[Dataset entries]
◇ ◇ ◇
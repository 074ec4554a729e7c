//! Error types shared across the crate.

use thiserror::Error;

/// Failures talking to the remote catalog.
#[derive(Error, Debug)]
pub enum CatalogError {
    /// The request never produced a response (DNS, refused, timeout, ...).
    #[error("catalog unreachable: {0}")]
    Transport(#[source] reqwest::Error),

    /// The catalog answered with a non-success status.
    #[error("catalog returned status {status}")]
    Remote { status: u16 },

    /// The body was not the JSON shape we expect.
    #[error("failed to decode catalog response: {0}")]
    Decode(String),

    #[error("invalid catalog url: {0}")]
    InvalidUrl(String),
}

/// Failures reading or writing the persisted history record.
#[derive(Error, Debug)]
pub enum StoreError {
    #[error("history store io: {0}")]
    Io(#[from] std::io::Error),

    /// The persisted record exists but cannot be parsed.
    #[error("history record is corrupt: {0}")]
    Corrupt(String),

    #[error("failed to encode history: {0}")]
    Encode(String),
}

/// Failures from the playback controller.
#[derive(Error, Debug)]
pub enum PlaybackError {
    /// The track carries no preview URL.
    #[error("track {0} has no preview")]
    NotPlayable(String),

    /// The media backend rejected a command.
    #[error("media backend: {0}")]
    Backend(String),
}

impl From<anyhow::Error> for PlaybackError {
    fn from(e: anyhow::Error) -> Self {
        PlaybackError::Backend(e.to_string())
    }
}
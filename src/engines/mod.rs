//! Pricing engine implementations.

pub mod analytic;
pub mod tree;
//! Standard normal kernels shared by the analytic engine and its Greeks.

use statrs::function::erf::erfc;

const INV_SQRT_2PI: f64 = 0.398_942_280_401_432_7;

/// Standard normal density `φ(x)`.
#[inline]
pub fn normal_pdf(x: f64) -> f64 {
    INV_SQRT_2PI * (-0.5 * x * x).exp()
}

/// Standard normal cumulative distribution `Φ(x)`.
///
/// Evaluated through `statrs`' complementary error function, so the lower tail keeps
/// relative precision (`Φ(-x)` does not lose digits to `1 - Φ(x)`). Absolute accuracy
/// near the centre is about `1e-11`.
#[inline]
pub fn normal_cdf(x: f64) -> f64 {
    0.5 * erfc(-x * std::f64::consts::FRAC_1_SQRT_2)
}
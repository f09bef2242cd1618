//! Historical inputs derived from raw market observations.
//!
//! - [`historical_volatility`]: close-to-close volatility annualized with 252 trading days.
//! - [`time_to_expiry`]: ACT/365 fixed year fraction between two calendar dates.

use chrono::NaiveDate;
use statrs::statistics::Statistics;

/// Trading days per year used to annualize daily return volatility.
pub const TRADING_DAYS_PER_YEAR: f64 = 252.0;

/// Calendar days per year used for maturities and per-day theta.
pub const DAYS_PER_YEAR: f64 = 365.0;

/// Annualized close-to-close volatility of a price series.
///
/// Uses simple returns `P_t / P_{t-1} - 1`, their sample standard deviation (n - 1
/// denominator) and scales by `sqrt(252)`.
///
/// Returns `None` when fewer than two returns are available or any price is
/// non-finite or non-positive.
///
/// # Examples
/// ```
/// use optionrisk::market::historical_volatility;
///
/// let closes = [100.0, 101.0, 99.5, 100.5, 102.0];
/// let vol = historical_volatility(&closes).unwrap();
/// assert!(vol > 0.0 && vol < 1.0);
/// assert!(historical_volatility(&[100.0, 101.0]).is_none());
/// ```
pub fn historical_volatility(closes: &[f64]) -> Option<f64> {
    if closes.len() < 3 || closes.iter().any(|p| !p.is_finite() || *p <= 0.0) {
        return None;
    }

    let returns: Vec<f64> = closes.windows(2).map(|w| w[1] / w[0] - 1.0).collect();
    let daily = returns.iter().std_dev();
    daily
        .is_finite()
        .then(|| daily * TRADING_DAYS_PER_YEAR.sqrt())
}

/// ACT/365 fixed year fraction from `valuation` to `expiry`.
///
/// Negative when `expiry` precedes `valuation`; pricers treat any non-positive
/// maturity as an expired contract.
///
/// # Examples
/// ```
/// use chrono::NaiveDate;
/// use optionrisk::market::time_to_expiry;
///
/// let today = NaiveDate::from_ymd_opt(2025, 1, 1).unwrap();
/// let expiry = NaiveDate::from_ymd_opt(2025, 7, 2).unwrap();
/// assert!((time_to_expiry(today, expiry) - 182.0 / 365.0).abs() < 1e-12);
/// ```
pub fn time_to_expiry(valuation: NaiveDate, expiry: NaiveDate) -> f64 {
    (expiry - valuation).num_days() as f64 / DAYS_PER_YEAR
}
◇ ◇ ◇
Which lines above run from the one containing "repository f09bef2242cd1618" to the one containing "daily return volatility."? Give them again exactly, both ends included.

Answer space =>
repository f09bef2242cd1618
//! Historical inputs derived from raw market observations.
//!
//! - [`historical_volatility`]: close-to-close volatility annualized with 252 trading days.
//! - [`time_to_expiry`]: ACT/365 fixed year fraction between two calendar dates.

use chrono::NaiveDate;
use statrs::statistics::Statistics;

/// Trading days per year used to annualize daily return volatility.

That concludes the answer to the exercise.